◆ **TASK DESCRIPTION**
Find the line with "filename src/tooltip.rs" and the line with "centred and clamped." in the entries below; output exactly those two lines, every line between them, and no others.

(Beginning of DATA IN THIS EXERCISE)

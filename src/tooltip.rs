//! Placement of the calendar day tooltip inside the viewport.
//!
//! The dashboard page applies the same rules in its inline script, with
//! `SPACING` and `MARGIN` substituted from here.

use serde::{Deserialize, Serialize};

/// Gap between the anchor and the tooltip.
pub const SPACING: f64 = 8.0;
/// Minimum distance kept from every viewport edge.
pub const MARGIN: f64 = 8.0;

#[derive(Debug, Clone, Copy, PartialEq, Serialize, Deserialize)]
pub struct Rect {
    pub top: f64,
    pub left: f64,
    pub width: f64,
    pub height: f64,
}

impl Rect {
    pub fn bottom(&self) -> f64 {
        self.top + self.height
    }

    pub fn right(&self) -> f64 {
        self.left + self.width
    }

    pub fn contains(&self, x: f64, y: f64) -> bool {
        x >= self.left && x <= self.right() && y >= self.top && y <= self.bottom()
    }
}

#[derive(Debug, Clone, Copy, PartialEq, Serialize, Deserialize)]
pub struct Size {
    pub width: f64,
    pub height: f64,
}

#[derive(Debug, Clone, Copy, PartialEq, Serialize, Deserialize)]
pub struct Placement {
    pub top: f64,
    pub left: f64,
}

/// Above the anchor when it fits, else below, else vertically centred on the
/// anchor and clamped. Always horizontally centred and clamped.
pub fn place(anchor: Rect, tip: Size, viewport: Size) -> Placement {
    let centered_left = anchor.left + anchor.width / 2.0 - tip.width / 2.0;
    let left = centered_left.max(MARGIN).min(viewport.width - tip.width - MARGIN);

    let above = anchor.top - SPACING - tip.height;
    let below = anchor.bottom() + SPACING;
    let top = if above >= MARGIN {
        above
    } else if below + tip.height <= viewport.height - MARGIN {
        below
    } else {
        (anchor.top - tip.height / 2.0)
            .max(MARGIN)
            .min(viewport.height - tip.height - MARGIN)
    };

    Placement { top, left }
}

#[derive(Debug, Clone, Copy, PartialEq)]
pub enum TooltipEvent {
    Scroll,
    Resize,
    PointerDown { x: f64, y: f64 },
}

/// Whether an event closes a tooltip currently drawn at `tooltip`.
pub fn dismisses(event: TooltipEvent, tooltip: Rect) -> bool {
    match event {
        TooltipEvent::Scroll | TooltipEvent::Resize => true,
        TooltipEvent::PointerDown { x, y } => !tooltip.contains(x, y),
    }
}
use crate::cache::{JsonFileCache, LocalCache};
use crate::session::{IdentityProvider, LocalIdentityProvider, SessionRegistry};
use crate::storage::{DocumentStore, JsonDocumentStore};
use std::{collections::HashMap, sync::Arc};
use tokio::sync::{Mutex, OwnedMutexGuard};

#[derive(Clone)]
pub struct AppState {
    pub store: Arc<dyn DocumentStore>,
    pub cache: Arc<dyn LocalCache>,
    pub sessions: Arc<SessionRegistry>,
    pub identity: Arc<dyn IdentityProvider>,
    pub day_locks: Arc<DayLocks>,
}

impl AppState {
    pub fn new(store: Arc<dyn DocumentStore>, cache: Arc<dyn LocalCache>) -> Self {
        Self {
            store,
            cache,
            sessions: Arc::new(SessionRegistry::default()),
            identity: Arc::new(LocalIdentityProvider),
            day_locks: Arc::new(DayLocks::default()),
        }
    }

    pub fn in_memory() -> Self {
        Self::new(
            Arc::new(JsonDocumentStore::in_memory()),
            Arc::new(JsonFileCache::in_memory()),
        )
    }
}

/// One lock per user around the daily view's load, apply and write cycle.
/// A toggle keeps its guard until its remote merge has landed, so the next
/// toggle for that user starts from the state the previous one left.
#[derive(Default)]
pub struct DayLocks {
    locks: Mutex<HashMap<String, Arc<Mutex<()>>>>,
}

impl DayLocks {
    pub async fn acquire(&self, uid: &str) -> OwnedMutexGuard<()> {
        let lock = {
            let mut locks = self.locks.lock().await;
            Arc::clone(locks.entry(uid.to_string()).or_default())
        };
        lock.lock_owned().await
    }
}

(End of DATA IN THIS EXERCISE)
(Beginning of DATA IN THIS EXERCISE)

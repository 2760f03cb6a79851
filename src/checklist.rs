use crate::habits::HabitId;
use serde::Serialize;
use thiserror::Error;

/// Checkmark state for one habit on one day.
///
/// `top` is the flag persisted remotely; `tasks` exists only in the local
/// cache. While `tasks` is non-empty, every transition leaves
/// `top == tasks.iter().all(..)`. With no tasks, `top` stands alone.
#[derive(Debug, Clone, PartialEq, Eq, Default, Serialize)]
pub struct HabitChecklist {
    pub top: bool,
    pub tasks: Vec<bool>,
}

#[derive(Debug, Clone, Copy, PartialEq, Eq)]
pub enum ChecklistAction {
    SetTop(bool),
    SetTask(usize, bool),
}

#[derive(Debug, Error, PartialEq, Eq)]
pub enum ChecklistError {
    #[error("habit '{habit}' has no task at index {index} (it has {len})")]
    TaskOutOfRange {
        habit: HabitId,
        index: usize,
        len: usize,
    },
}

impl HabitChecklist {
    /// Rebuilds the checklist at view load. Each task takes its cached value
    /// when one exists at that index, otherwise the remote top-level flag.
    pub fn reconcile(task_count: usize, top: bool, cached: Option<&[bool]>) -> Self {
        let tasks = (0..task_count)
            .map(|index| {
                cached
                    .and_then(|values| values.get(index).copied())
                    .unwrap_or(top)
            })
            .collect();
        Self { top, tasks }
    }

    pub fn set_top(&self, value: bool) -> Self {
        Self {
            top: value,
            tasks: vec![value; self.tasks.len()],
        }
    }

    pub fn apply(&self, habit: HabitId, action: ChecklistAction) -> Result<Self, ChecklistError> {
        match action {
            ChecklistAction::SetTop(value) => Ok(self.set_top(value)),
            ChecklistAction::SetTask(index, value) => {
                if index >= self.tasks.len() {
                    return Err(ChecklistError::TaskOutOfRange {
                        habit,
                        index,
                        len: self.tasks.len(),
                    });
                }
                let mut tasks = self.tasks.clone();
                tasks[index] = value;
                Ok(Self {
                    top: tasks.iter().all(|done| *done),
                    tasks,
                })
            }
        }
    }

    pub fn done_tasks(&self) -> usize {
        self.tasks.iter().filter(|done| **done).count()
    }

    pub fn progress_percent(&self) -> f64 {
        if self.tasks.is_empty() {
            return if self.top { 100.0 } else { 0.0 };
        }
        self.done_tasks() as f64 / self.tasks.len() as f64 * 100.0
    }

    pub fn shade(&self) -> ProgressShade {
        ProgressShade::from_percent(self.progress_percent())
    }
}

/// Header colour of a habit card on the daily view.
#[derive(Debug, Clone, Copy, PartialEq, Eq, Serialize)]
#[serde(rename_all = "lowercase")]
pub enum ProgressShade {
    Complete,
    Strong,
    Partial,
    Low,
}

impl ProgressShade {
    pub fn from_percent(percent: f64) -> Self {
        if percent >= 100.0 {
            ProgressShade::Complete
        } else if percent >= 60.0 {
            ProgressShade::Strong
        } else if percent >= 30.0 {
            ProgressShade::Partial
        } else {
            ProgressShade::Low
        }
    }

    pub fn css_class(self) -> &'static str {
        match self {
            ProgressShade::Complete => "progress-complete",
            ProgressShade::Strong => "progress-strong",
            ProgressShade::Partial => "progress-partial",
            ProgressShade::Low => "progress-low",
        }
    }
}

(End of DATA IN THIS EXERCISE)

◆ **REPLY**
filename src/tooltip.rs
//! Placement of the calendar day tooltip inside the viewport.
//!
//! The dashboard page applies the same rules in its inline script, with
//! `SPACING` and `MARGIN` substituted from here.

use serde::{Deserialize, Serialize};

/// Gap between the anchor and the tooltip.
pub const SPACING: f64 = 8.0;
/// Minimum distance kept from every viewport edge.
pub const MARGIN: f64 = 8.0;

#[derive(Debug, Clone, Copy, PartialEq, Serialize, Deserialize)]
pub struct Rect {
    pub top: f64,
    pub left: f64,
    pub width: f64,
    pub height: f64,
}

impl Rect {
    pub fn bottom(&self) -> f64 {
        self.top + self.height
    }

    pub fn right(&self) -> f64 {
        self.left + self.width
    }

    pub fn contains(&self, x: f64, y: f64) -> bool {
        x >= self.left && x <= self.right() && y >= self.top && y <= self.bottom()
    }
}

#[derive(Debug, Clone, Copy, PartialEq, Serialize, Deserialize)]
pub struct Size {
    pub width: f64,
    pub height: f64,
}

#[derive(Debug, Clone, Copy, PartialEq, Serialize, Deserialize)]
pub struct Placement {
    pub top: f64,
    pub left: f64,
}

/// Above the anchor when it fits, else below, else vertically centred on the
/// anchor and clamped. Always horizontally centred and clamped.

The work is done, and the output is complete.